A statement by the Standard Media Group (SMG) and Royal Media Services (RMS) with regards to the tallying of the presidential results in the 2022 general elections has been doing rounds on social media since Saturday, August 13.

The statement signed by RMS chairman, S.K. Macharia and ousted Baringo Senator, Gideon Moi indicated that the two media houses had tallying teams for the presidential elections based on Form 34A, with each carrying out their own tallying exercise.

RMS added that it has been tallying results of the previous elections from 2003 to 2017 (both rounds) and displayed the outcome on its screens for purposes of public viewing.

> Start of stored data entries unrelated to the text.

//! VGM file loading
//!
//! Reads a `.vgm` or `.vgz` file from disk, transparently decompresses it
//! and verifies the magic, returning the raw command-stream bytes ready for
//! [`VgmHeader::parse`](crate::vgm::VgmHeader::parse) or
//! [`load_song`](crate::player::load_song).

use crate::compression::decompress_if_needed;
use crate::vgm::VGM_MAGIC;
use crate::{Result, VgmError};
use std::fs;
use std::path::Path;

/// Loads VGM data from the filesystem.
pub struct VgmFileLoader;

impl VgmFileLoader {
    /// Reads and decompresses a VGM file.
    ///
    /// Detection is content-based: a gzip stream is inflated regardless of
    /// extension, then the result must start with the VGM magic.
    pub fn load<P: AsRef<Path>>(path: P) -> Result<Vec<u8>> {
        let raw = fs::read(path.as_ref())?;
        let data = decompress_if_needed(&raw)?;
        if data.len() < 4 || &data[0..4] != VGM_MAGIC {
            return Err(VgmError::ParseError(format!(
                "{} is not a VGM file",
                path.as_ref().display()
            )));
        }
        Ok(data)
    }
}

#[cfg(test)]
mod tests {
    use super::*;
    use flate2::write::GzEncoder;
    use flate2::Compression;
    use std::io::Write;

    fn temp_path(name: &str) -> std::path::PathBuf {
        std::env::temp_dir().join(format!("vgmplay-loader-{}-{}", std::process::id(), name))
    }

    #[test]
    fn test_load_plain_file() {
        let path = temp_path("plain.vgm");
        fs::write(&path, b"Vgm payload").unwrap();
        let data = VgmFileLoader::load(&path).unwrap();
        fs::remove_file(&path).unwrap();
        assert_eq!(data, b"Vgm payload");
    }

    #[test]
    fn test_load_gzipped_file() {
        let path = temp_path("packed.vgz");
        let mut encoder = GzEncoder::new(Vec::new(), Compression::default());
        encoder.write_all(b"Vgm payload").unwrap();
        fs::write(&path, encoder.finish().unwrap()).unwrap();
        let data = VgmFileLoader::load(&path).unwrap();
        fs::remove_file(&path).unwrap();
        assert_eq!(data, b"Vgm payload");
    }

    #[test]
    fn test_rejects_non_vgm_content() {
        let path = temp_path("other.bin");
        fs::write(&path, b"RIFF....").unwrap();
        let result = VgmFileLoader::load(&path);
        fs::remove_file(&path).unwrap();
        assert!(result.is_err());
    }

    #[test]
    fn test_missing_file_is_io_error() {
        let err = VgmFileLoader::load("/nonexistent/file.vgm").unwrap_err();
        assert!(matches!(err, VgmError::Io(_)));
    }
}
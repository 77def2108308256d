//! Transparent gzip decompression for `.vgz` files
//!
//! VGM files are commonly shipped gzip-compressed with a `.vgz` extension.
//! Detection goes by content (the gzip magic bytes), not by file name, so a
//! compressed file with a `.vgm` extension still loads.

use crate::{Result, VgmError};
use flate2::read::GzDecoder;
use std::io::Read;

/// Gzip stream magic bytes.
const GZIP_MAGIC: [u8; 2] = [0x1F, 0x8B];

/// Cap on decompressed size. The largest real VGM logs are a few tens of
/// megabytes; anything past this is a corrupt or hostile stream.
const MAX_DECOMPRESSED_SIZE: u64 = 64 * 1024 * 1024;

/// Returns true if `data` starts with a gzip stream header.
pub fn is_gzip_compressed(data: &[u8]) -> bool {
    data.len() >= 2 && data[0..2] == GZIP_MAGIC
}

/// Decompresses `data` if it is gzip-compressed, otherwise returns it as-is.
pub fn decompress_if_needed(data: &[u8]) -> Result<Vec<u8>> {
    if !is_gzip_compressed(data) {
        return Ok(data.to_vec());
    }

    let mut decompressed = Vec::new();
    let mut decoder = GzDecoder::new(data).take(MAX_DECOMPRESSED_SIZE + 1);
    decoder
        .read_to_end(&mut decompressed)
        .map_err(|e| VgmError::DecompressionError(format!("gzip stream error: {}", e)))?;

    if decompressed.len() as u64 > MAX_DECOMPRESSED_SIZE {
        return Err(VgmError::DecompressionError(format!(
            "decompressed size exceeds {} byte limit",
            MAX_DECOMPRESSED_SIZE
        )));
    }

    Ok(decompressed)
}

#[cfg(test)]
mod tests {
    use super::*;
    use flate2::write::GzEncoder;
    use flate2::Compression;
    use std::io::Write;

    fn gzip(data: &[u8]) -> Vec<u8> {
        let mut encoder = GzEncoder::new(Vec::new(), Compression::default());
        encoder.write_all(data).unwrap();
        encoder.finish().unwrap()
    }

    #[test]
    fn test_detects_gzip_magic() {
        assert!(is_gzip_compressed(&[0x1F, 0x8B, 0x08]));
        assert!(!is_gzip_compressed(b"Vgm "));
        assert!(!is_gzip_compressed(&[0x1F]));
        assert!(!is_gzip_compressed(&[]));
    }

    #[test]
    fn test_uncompressed_data_passes_through() {
        let data = b"Vgm not actually compressed";
        assert_eq!(decompress_if_needed(data).unwrap(), data.to_vec());
    }

    #[test]
    fn test_round_trip() {
        let original: Vec<u8> = (0..10_000u32).map(|i| (i % 251) as u8).collect();
        let compressed = gzip(&original);
        assert!(is_gzip_compressed(&compressed));
        assert_eq!(decompress_if_needed(&compressed).unwrap(), original);
    }

    #[test]
    fn test_truncated_stream_is_an_error() {
        let compressed = gzip(b"some vgm payload");
        let truncated = &compressed[..compressed.len() / 2];
        assert!(decompress_if_needed(truncated).is_err());
    }

    #[test]
    fn test_garbage_after_magic_is_an_error() {
        let bogus = [0x1F, 0x8B, 0xFF, 0xFF, 0x00, 0x01, 0x02];
        assert!(decompress_if_needed(&bogus).is_err());
    }
}
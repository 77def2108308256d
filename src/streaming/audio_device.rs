//! Audio device integration using rodio
//!
//! Pulls samples out of the shared ring buffer and feeds them to the system
//! output device. Underruns produce silence so the stream stays alive while
//! the producer catches up.

use super::{RingBuffer, StreamConfig};
use crate::{Result, VgmError};
use rodio::{OutputStream, Sink, Source};
use std::sync::atomic::{AtomicBool, Ordering};
use std::sync::Arc;
use std::time::Duration;

/// Batch size for draining the ring buffer, in samples.
const BATCH_LEN: usize = 4096;

/// rodio source backed by the shared ring buffer.
struct RingBufferSource {
    ring_buffer: Arc<RingBuffer>,
    sample_rate: u32,
    channels: u16,
    finished: Arc<AtomicBool>,
    /// Local batch to keep lock acquisitions off the per-sample path.
    batch: Vec<f32>,
    batch_pos: usize,
    batch_len: usize,
}

impl RingBufferSource {
    fn new(
        ring_buffer: Arc<RingBuffer>,
        sample_rate: u32,
        channels: u16,
        finished: Arc<AtomicBool>,
    ) -> Self {
        RingBufferSource {
            ring_buffer,
            sample_rate,
            channels,
            finished,
            batch: vec![0.0; BATCH_LEN],
            batch_pos: 0,
            batch_len: 0,
        }
    }
}

impl Source for RingBufferSource {
    fn current_frame_len(&self) -> Option<usize> {
        let available = self.ring_buffer.available_read();
        if available > 0 {
            Some(available)
        } else {
            Some(BATCH_LEN)
        }
    }

    fn channels(&self) -> u16 {
        self.channels
    }

    fn sample_rate(&self) -> u32 {
        self.sample_rate
    }

    fn total_duration(&self) -> Option<Duration> {
        None
    }
}

impl Iterator for RingBufferSource {
    type Item = f32;

    fn next(&mut self) -> Option<f32> {
        if self.batch_pos >= self.batch_len {
            if self.finished.load(Ordering::Relaxed) && self.ring_buffer.is_empty() {
                return None;
            }
            let read = self.ring_buffer.read(&mut self.batch);
            if read > 0 {
                self.batch_len = read;
            } else {
                // Underrun: a batch of silence keeps the device fed.
                self.ring_buffer.record_underrun();
                self.batch.fill(0.0);
                self.batch_len = self.batch.len();
            }
            self.batch_pos = 0;
        }
        let sample = self.batch[self.batch_pos];
        self.batch_pos += 1;
        Some(sample)
    }
}

/// System audio output fed from a [`RingBuffer`].
pub struct AudioDevice {
    _stream: OutputStream,
    sink: Sink,
    finished: Arc<AtomicBool>,
}

impl AudioDevice {
    /// Opens the default output device and starts consuming `ring_buffer`.
    pub fn new(config: &StreamConfig, ring_buffer: Arc<RingBuffer>) -> Result<Self> {
        let (stream, stream_handle) = OutputStream::try_default()
            .map_err(|e| VgmError::AudioDeviceError(format!("failed to open stream: {}", e)))?;
        let sink = Sink::try_new(&stream_handle)
            .map_err(|e| VgmError::AudioDeviceError(format!("failed to create sink: {}", e)))?;

        let finished = Arc::new(AtomicBool::new(false));
        let source = RingBufferSource::new(
            ring_buffer,
            config.sample_rate,
            config.channels,
            Arc::clone(&finished),
        );
        sink.append(source);

        Ok(AudioDevice {
            _stream: stream,
            sink,
            finished,
        })
    }

    /// Pauses device-side playback.
    pub fn pause(&self) {
        self.sink.pause();
    }

    /// Resumes device-side playback.
    pub fn play(&self) {
        self.sink.play();
    }

    /// Signals that no more samples are coming; the source ends once the
    /// buffer drains instead of playing silence forever.
    pub fn finish(&self) {
        self.finished.store(true, Ordering::Relaxed);
    }

    /// Blocks until the sink has played everything.
    pub fn wait_for_finish(&self) {
        self.sink.sleep_until_end();
    }
}

impl Drop for AudioDevice {
    fn drop(&mut self) {
        self.finished.store(true, Ordering::Relaxed);
        self.sink.pause();
    }
}
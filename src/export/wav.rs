//! WAV export via hound
//!
//! Writes interleaved stereo f32 frames as 16-bit PCM. Available behind the
//! `export-wav` feature.

use crate::Result;
use crate::VgmError;
use std::path::Path;

/// Writes interleaved stereo samples to a 16-bit PCM WAV file.
pub fn write_wav<P: AsRef<Path>>(path: P, samples: &[f32], sample_rate: u32) -> Result<()> {
    let spec = hound::WavSpec {
        channels: 2,
        sample_rate,
        bits_per_sample: 16,
        sample_format: hound::SampleFormat::Int,
    };
    let mut writer = hound::WavWriter::create(path, spec)
        .map_err(|e| VgmError::AudioFileError(format!("failed to create WAV: {}", e)))?;
    for &sample in samples {
        let quantized = (sample.clamp(-1.0, 1.0) * i16::MAX as f32) as i16;
        writer
            .write_sample(quantized)
            .map_err(|e| VgmError::AudioFileError(format!("failed to write sample: {}", e)))?;
    }
    writer
        .finalize()
        .map_err(|e| VgmError::AudioFileError(format!("failed to finalize WAV: {}", e)))
}

/// Renders a loaded song to a WAV file until it finishes.
///
/// Looping is disabled for the render so the file has a definite end; a
/// song with no end command still terminates when the stream runs out.
#[cfg(feature = "player")]
pub fn render_to_wav<P: AsRef<Path>>(
    player: &mut crate::player::VgmPlayer,
    path: P,
    sample_rate: u32,
) -> Result<()> {
    use crate::player::{PlaybackController, PlaybackState};

    player.set_loop_enabled(false);
    player.play()?;
    let mut samples = Vec::new();
    let mut chunk = vec![0.0f32; 4096 * 2];
    while player.state() == PlaybackState::Playing {
        let before = player.samples_rendered();
        player.render(&mut chunk);
        let produced = (player.samples_rendered() - before) as usize * 2;
        samples.extend_from_slice(&chunk[..produced]);
    }
    write_wav(path, &samples, sample_rate)
}
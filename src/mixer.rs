//! Stream mixing and master volume
//!
//! The [`StreamMixer`] owns one lane per chip: the chip itself, its
//! [`RateAdapter`](crate::resampler::RateAdapter), a hold register with the
//! last generated frame, and a per-chip calibration gain. Per output frame
//! each lane runs its chip for however many native ticks elapsed (zero ticks
//! holds the previous frame, the nearest-neighbor behavior of the hardware
//! players) and the scaled results are summed into one stereo f32 frame.

use crate::chips::SoundChip;
use crate::resampler::RateAdapter;

/// Baseline attenuation that maps raw chip accumulator units into f32
/// sample range at volume modifier 0.
const MASTER_ATTENUATION: f32 = 0.00005;

/// Converts the VGM header volume-modifier byte into a linear gain.
///
/// The byte is a signed 7.something oddity: values above 192 wrap to the
/// negative range, and the resulting exponent is applied as 2^(v/64) around
/// the baseline attenuation.
pub fn master_volume(volume_mod: u8) -> f32 {
    let mut v = volume_mod as i32;
    if v > 192 {
        v = v - 192 - 63;
    }
    if v == -63 {
        v -= 1;
    }
    (v as f32 / 64.0).exp2() * MASTER_ATTENUATION
}

/// Handle to a chip lane inside a [`StreamMixer`].
#[derive(Debug, Clone, Copy, PartialEq, Eq)]
pub struct ChipId(usize);

struct ChipLane {
    chip: Box<dyn SoundChip>,
    adapter: RateAdapter,
    /// Calibration gain relative to the other chips in the mix.
    gain: f32,
    /// Last generated frame, held between native ticks.
    last_out: (i32, i32),
}

/// Mixes any number of rate-adapted chips into one stereo f32 stream.
pub struct StreamMixer {
    lanes: Vec<ChipLane>,
    master_volume: f32,
}

impl StreamMixer {
    /// Creates an empty mixer with the given master volume.
    pub fn new(master_volume: f32) -> Self {
        Self {
            lanes: Vec::new(),
            master_volume,
        }
    }

    /// Adds a chip lane and returns its handle.
    pub fn add_chip(
        &mut self,
        chip: Box<dyn SoundChip>,
        adapter: RateAdapter,
        gain: f32,
    ) -> ChipId {
        self.lanes.push(ChipLane {
            chip,
            adapter,
            gain,
            last_out: (0, 0),
        });
        ChipId(self.lanes.len() - 1)
    }

    /// Number of chip lanes.
    pub fn chip_count(&self) -> usize {
        self.lanes.len()
    }

    /// Replaces the master volume for subsequent frames.
    pub fn set_master_volume(&mut self, volume: f32) {
        self.master_volume = volume;
    }

    /// Forwards a register write to a lane's chip. Unknown handles are ignored.
    pub fn write_register(&mut self, id: ChipId, addr: u8, data: u8) {
        if let Some(lane) = self.lanes.get_mut(id.0) {
            lane.chip.write_register(addr, data);
        }
    }

    /// Forwards a sample-memory write to a lane's chip.
    pub fn write_memory(&mut self, id: ChipId, addr: u32, data: u8) {
        if let Some(lane) = self.lanes.get_mut(id.0) {
            lane.chip.write_memory(addr, data);
        }
    }

    /// Loads a block into a lane's sample memory.
    pub fn load_memory(&mut self, id: ChipId, start: u32, data: &[u8]) {
        if let Some(lane) = self.lanes.get_mut(id.0) {
            lane.chip.load_memory(start, data);
        }
    }

    /// Produces the next output frame.
    pub fn next_frame(&mut self) -> (f32, f32) {
        let mut left = 0.0f32;
        let mut right = 0.0f32;
        for lane in self.lanes.iter_mut() {
            for _ in 0..lane.adapter.ticks_for_frame() {
                lane.last_out = lane.chip.generate();
            }
            let scale = lane.gain * self.master_volume;
            left += lane.last_out.0 as f32 * scale;
            right += lane.last_out.1 as f32 * scale;
        }
        (left, right)
    }

    /// Resets every lane: chip state, adapter phase and hold registers.
    pub fn reset(&mut self) {
        for lane in self.lanes.iter_mut() {
            lane.chip.reset();
            lane.adapter.reset();
            lane.last_out = (0, 0);
        }
    }
}
impl VgmPlayer {
    /// Creates an empty player at the default output rate.
    pub fn new() -> Self {
        Self::with_sample_rate(DEFAULT_SAMPLE_RATE)
    }

    /// Creates an empty player producing frames at `output_rate` Hz.
    pub fn with_sample_rate(output_rate: u32) -> Self {
        Self {
            data: Vec::new(),
            pos: 0,
            samples_left: 0,
            done: false,
            state: PlaybackState::Stopped,
            mixer: StreamMixer::new(master_volume(0)),
            rf5c68: None,
            ga20: None,
            header: None,
            gd3: None,
            loop_start: None,
            loop_enabled: true,
            loops_taken: 0,
            loop_progress: (0, 0),
            samples_rendered: 0,
            output_rate,
            wait_carry: 0,
        }
    }

    /// Loads a VGM image, instantiating a chip lane for every non-zero
    /// chip clock in the header.
    pub fn load_data(&mut self, raw: &[u8]) -> Result<LoadSummary> {
        let data = decompress_if_needed(raw)?;
        let header = VgmHeader::parse(&data)?;

        let mut mixer = StreamMixer::new(master_volume(header.volume_mod));
        let mut chips = Vec::new();
        let mut rf5c68 = None;
        let mut ga20 = None;
        if header.rf5c68_clock != 0 {
            let clock = header.rf5c68_clock & CLOCK_MASK;
            let adapter = RateAdapter::new(clock, rf5c68::CLOCK_DIVIDER, self.output_rate)?;
            rf5c68 = Some(mixer.add_chip(Box::new(Rf5c68::new()), adapter, RF5C68_GAIN));
            chips.push("RF5C68");
        }
        if header.ga20_clock != 0 {
            let clock = header.ga20_clock & CLOCK_MASK;
            let adapter = RateAdapter::new(clock, ga20::CLOCK_DIVIDER, self.output_rate)?;
            ga20 = Some(mixer.add_chip(Box::new(Ga20::new()), adapter, GA20_GAIN));
            chips.push("GA20");
        }

        // A malformed GD3 tag loses the metadata, never the song.
        let gd3 = header
            .gd3_start()
            .filter(|&off| off < data.len())
            .and_then(|off| Gd3Tag::parse(&data[off..]).ok());
        let loop_start = header.loop_start().filter(|&off| off < data.len());

        let summary = LoadSummary {
            version: header.version_string(),
            total_samples: header.total_samples,
            has_loop: loop_start.is_some(),
            chips,
        };

        self.pos = header.data_start();
        self.samples_left = 0;
        self.done = false;
        self.state = PlaybackState::Stopped;
        self.mixer = mixer;
        self.rf5c68 = rf5c68;
        self.ga20 = ga20;
        self.loop_start = loop_start;
        self.loops_taken = 0;
        self.loop_progress = (0, 0);
        self.samples_rendered = 0;
        self.wait_carry = 0;
        self.header = Some(header);
        self.gd3 = gd3;
        self.data = data;
        Ok(summary)
    }

    /// Enables or disables taking the loop at the end command.
    pub fn set_loop_enabled(&mut self, enabled: bool) {
        self.loop_enabled = enabled;
    }

    /// How many times playback has taken the loop.
    pub fn loop_count(&self) -> u32 {
        self.loops_taken
    }

    /// True once the end command has been reached with looping off.
    pub fn finished(&self) -> bool {
        self.done
    }

    /// Parsed header of the loaded song.
    pub fn header(&self) -> Option<&VgmHeader> {
        self.header.as_ref()
    }

    /// GD3 metadata of the loaded song, if the file carried a valid tag.
    pub fn metadata(&self) -> Option<&Gd3Tag> {
        self.gd3.as_ref()
    }

    /// Output frames produced since the last stop.
    pub fn samples_rendered(&self) -> u64 {
        self.samples_rendered
    }

    /// Song length in seconds, not counting loops.
    pub fn duration_seconds(&self) -> f64 {
        match &self.header {
            Some(h) => h.total_samples as f64 / VGM_SAMPLE_RATE as f64,
            None => 0.0,
        }
    }

    /// Current position in seconds since the last stop.
    pub fn position_seconds(&self) -> f64 {
        self.samples_rendered as f64 / self.output_rate as f64
    }

    /// One-line description of the loaded song for display.
    pub fn format_info(&self) -> String {
        let chips: Vec<&str> = [self.rf5c68.map(|_| "RF5C68"), self.ga20.map(|_| "GA20")]
            .into_iter()
            .flatten()
            .collect();
        let title = self
            .gd3
            .as_ref()
            .map(|g| {
                if g.track_name.is_empty() {
                    g.track_name_jp.clone()
                } else {
                    g.track_name.clone()
                }
            })
            .filter(|t| !t.is_empty())
            .unwrap_or_else(|| "<untitled>".into());
        match &self.header {
            Some(h) => format!(
                "{} | VGM {} | {:.1}s | chips: {}",
                title,
                h.version_string(),
                self.duration_seconds(),
                if chips.is_empty() {
                    "none".into()
                } else {
                    chips.join(", ")
                }
            ),
            None => "no song loaded".into(),
        }
    }

    /// Fills `buffer` with interleaved stereo frames.
    ///
    /// Renders silence when not playing; switches to `Stopped` and pads
    /// with silence when the song ends.
    pub fn render(&mut self, buffer: &mut [f32]) {
        debug_assert!(buffer.len() % 2 == 0, "stereo buffer must be even-sized");
        if self.state != PlaybackState::Playing {
            buffer.fill(0.0);
            return;
        }
        let mut offset = 0usize;
        let mut remaining = buffer.len() / 2;
        while remaining > 0 {
            while !self.done && self.samples_left == 0 {
                self.step_command();
            }
            if self.done {
                buffer[offset..].fill(0.0);
                self.state = PlaybackState::Stopped;
                return;
            }
            let chunk = remaining.min(self.samples_left as usize);
            for _ in 0..chunk {
                let (left, right) = self.mixer.next_frame();
                buffer[offset] = left;
                buffer[offset + 1] = right;
                offset += 2;
            }
            self.samples_left -= chunk as u32;
            self.samples_rendered += chunk as u64;
            remaining -= chunk;
        }
    }

    /// Renders `frames` stereo frames into a fresh buffer.
    pub fn generate_samples(&mut self, frames: usize) -> Vec<f32> {
        let mut buffer = vec![0.0f32; frames * 2];
        self.render(&mut buffer);
        buffer
    }

    fn next_byte(&mut self) -> u8 {
        match self.data.get(self.pos) {
            Some(&byte) => {
                self.pos += 1;
                byte
            }
            None => {
                // Ran off the end without an end command.
                self.done = true;
                0
            }
        }
    }

    fn next_u16(&mut self) -> u16 {
        let lo = self.next_byte() as u16;
        lo | (self.next_byte() as u16) << 8
    }

    fn next_u32(&mut self) -> u32 {
        let lo = self.next_u16() as u32;
        lo | (self.next_u16() as u32) << 16
    }

    fn skip(&mut self, n: usize) {
        self.pos = (self.pos + n).min(self.data.len());
    }

    /// Converts a 44100 Hz wait count into output frames, carrying the
    /// sub-frame remainder into the next wait so short waits never drift.
    fn scale_wait(&mut self, samples: u32) -> u32 {
        if self.output_rate == VGM_SAMPLE_RATE {
            return samples;
        }
        let scaled = samples as u64 * self.output_rate as u64 + self.wait_carry as u64;
        self.wait_carry = (scaled % VGM_SAMPLE_RATE as u64) as u32;
        (scaled / VGM_SAMPLE_RATE as u64) as u32
    }

    fn step_command(&mut self) {
        let cmd = self.next_byte();
        if self.done {
            return;
        }
        match cmd {
            CMD_RF5C68_REG => {
                let addr = self.next_byte();
                let data = self.next_byte();
                if let Some(id) = self.rf5c68 {
                    self.mixer.write_register(id, addr, data);
                }
            }
            CMD_GA20_REG => {
                let addr = self.next_byte();
                let data = self.next_byte();
                if let Some(id) = self.ga20 {
                    self.mixer.write_register(id, addr, data);
                }
            }
            CMD_DATA_BLOCK => self.data_block(),
            CMD_WAIT => {
                let n = self.next_u16() as u32;
                self.samples_left = self.scale_wait(n);
            }
            CMD_WAIT_60HZ => self.samples_left = self.scale_wait(VGM_SAMPLE_RATE / 60),
            CMD_WAIT_50HZ => self.samples_left = self.scale_wait(VGM_SAMPLE_RATE / 50),
            0x70..=0x7F => self.samples_left = self.scale_wait((cmd & 0x0F) as u32 + 1),
            // YM2612 DAC byte + wait: the DAC is not modeled, the wait is.
            0x80..=0x8F => self.samples_left = self.scale_wait((cmd & 0x0F) as u32),
            CMD_END => match self.loop_start {
                Some(loop_pos) if self.loop_enabled => {
                    // A loop pass that produced no frames (not even a partial
                    // one) never will; jumping again would spin forever on a
                    // malformed loop point.
                    let progress = (self.samples_rendered, self.wait_carry);
                    if self.loops_taken > 0 && progress == self.loop_progress {
                        self.done = true;
                    } else {
                        self.loop_progress = progress;
                        self.pos = loop_pos;
                        self.loops_taken += 1;
                    }
                }
                _ => self.done = true,
            },
            CMD_PCM_RAM_WRITE => self.skip(11),
            // Unmodeled chips: consume the documented operand widths so the
            // stream stays aligned.
            0x30..=0x3F | 0x4F | 0x50 => self.skip(1),
            0x40..=0x4E | 0x51..=0x5F | 0xA0 | 0xB1..=0xBE => self.skip(2),
            0xC0..=0xDF => self.skip(3),
            0xE0..=0xFF => self.skip(4),
            // DAC stream control commands.
            0x90 | 0x91 | 0x95 => self.skip(4),
            0x92 => self.skip(5),
            0x93 => self.skip(10),
            0x94 => self.skip(1),
            _ => {
                // Unknown opcode: operand width unknowable, stop here.
                self.done = true;
            }
        }
    }

    fn data_block(&mut self) {
        self.next_byte(); // compatibility 0x66
        let block_type = self.next_byte();
        // Bit 31 of the length marks a second-chip block; same payload shape.
        let len = (self.next_u32() & 0x7FFF_FFFF) as usize;
        if self.done {
            return;
        }
        match block_type {
            BLOCK_RF5C68_RAM if len >= 2 => {
                let addr = self.next_u16() as u32;
                let start = self.pos;
                let end = (start + (len - 2)).min(self.data.len());
                if let Some(id) = self.rf5c68 {
                    self.mixer.load_memory(id, addr, &self.data[start..end]);
                }
                self.pos = end;
            }
            BLOCK_GA20_ROM if len >= 8 => {
                let _rom_size = self.next_u32();
                let start_addr = self.next_u32();
                let start = self.pos;
                let end = (start + (len - 8)).min(self.data.len());
                if let Some(id) = self.ga20 {
                    self.mixer.load_memory(id, start_addr, &self.data[start..end]);
                }
                self.pos = end;
            }
            _ => self.skip(len),
        }
    }
}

A statement by Royal Media Services and Standard Media Group on the presidential election results flagged as fake. /COURTESY

"After the polling stations closed on 9th August 2022 at 5pm and images of Form 34A started being populated at IEBC and the public portal, RMS had already integrated its own system to tally from the public portal. Every form 34A image that we have tallied has been stored in our cloud servers at Amazon.

"With the Supreme Court order you can download these forms 34A that we have tallied and using the link to view the forms," it claimed in part.

The statement added that the results of the forms as tallied had placed Azimio la Umoja presidential candidate, Raila Odinga, ahead of Deputy President William Ruto, with George Wajackoyah of the Roots Party coming in third and Waihiga Mwaure of Agano Party following in fourth. Raila amassed 51.13 per cent against Ruto's 48.22 per cent, Wajackoyah's 0.43 per cent and Mwaure 0.22 per cent.

It concluded by stating that the results showing Raila leading the elections are based on the 46,229 form 34As downloaded from the public portal, tallied and stored at its Amazon server.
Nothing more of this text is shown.